Soit une Algérienne née en février 1960 en Algérie de parents mariés religieusement, le père étant Harki.
Le père a été rapatrié en France en juin 1962, laissant la femme et la fille en Algérie.
Selon son inscription en sa qualité de rapatrié d’Algérie à la Préfecture du Rhône en novembre 1964, celui-ci a fait état d’une épouse et d’une enfant mineure à charge.
La fiche d’identification de décembre 1965 faisait également état de l’enfant comme « personne vivant au foyer ».
Le 12 mai 1965, il établissait une déclaration recognitive de nationalité française en sa qualité de rapatrié d’Algérie.

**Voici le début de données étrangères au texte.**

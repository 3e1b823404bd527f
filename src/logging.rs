//! Log output setup
//!
//! Installs a `tracing` subscriber writing human-readable lines to stderr, so
//! lookup results on stdout stay clean. `RUST_LOG` takes precedence over the
//! verbosity flag.

use std::io;

use tracing::level_filters::LevelFilter;
use tracing_subscriber::EnvFilter;

/// Maps the `-v` count to a default log level
pub fn level_for_verbosity(verbosity: u8) -> LevelFilter {
    match verbosity {
        0 => LevelFilter::WARN,
        1 => LevelFilter::DEBUG,
        _ => LevelFilter::TRACE,
    }
}

/// Initializes the global subscriber
///
/// Does nothing if a subscriber is already installed.
pub fn init(verbosity: u8) {
    let env_filter = EnvFilter::builder()
        .with_default_directive(level_for_verbosity(verbosity).into())
        .from_env_lossy();

    let _ = tracing_subscriber::fmt()
        .with_env_filter(env_filter)
        .with_writer(io::stderr)
        .with_target(false)
        .try_init();
}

En 2015, La fille a formé une demande de certificat de nationalité française auprès du Greffe compétent, s’estimant française, son père ayant souscrit une déclaration recognitive de nationalité française alors qu’elle était âgée de 5 ans.
Par décision du 15 février 2017, le Greffier a rejeté cette demande au motif :
« … En l’absence d’acte d’Etat Civil relatif au mariage de vos parents ou de documents probants en originaux, délivrés du temps de votre minorité qui ont pu être, susceptibles d’établir votre possession d’état d’enfant naturelle à l’égard de votre père, vous ne rapportez, en l’état des pièces produites, la preuve de votre filiation à l’égard du titulaire de la déclaration recognitive de nationalité française… »

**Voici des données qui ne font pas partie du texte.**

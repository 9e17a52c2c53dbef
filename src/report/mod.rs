//! Report rendering.
//!
//! Findings are written either as the sectioned text report or as a single
//! JSON document. Both writers take any `std::io::Write`.

mod json;
mod text;

use std::io::Write;

use anyhow::Result;

use crate::config::OutputFormat;
use crate::models::CheckReport;

pub use json::render_json;
pub use text::{format_header, format_status_line, render_text};

/// Renders `report` in `format` to `out`.
///
/// `color` only affects the text format.
pub fn render_report<W: Write>(
    report: &CheckReport,
    format: OutputFormat,
    color: bool,
    out: &mut W,
) -> Result<()> {
    match format {
        OutputFormat::Text => render_text(report, color, out)?,
        OutputFormat::Json => render_json(report, out)?,
    }
    out.flush()?;
    Ok(())
}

A la demande de la fille, j’ai saisi le Tribunal du litige.
En droit, la possession d’état permet d’établir l’existence d’un lien de filiation et de parenté entre un parent et son enfant qui se comportent comme tels dans la réalité ;
La possession d’état est la réunion de plusieurs faits susceptibles de prouver la réalité vécue d’un lien de filiation et de parenté entre un enfant et le parent dont il dit être issu ;
Elle suppose la réunion de plusieurs faits, notamment :

  • le parent et l’enfant prétendus se sont comportés comme tels dans la réalité,
  • la société, la famille, les administrations reconnaissent l’enfant comme celui du parent prétendu,
  • l’enfant porte le nom de celui ou de ceux dont on le dit issu ;

Or en l’espèce, toutes ces conditions sont réunies, l’enfant ayant été déclarée par son père le lendemain de sa naissance.
Le père a fait état de son existence dans toutes ses démarches administratives qu’il a entamées aussitôt rapatrié en France ;
Cette filiation est ainsi reconnue dans la vie courante tant par les proches que par les administrations respectives des deux Etats;
Enfin, La filiation a effet sur la nationalité de la demanderesse, celle-ci ayant été établie durant sa minorité ; (article 20-1 du code civil)
Le procureur de la république, qui bat habituellement le fer pour s’opposer à la délivrance du certificat de nationalité française, ne peut que se rendre à l’évidence du caractère abusif du refus dans ce dossier, en concluant, je le cite : « Madame….dont le père a conservé la nationalité française pour avoir souscrit le 12 mai 1965 une déclaration recognitive enregistrée le 26 juillet 1965 sous le numéro … est par conséquent française par effet collectif de cette déclaration ».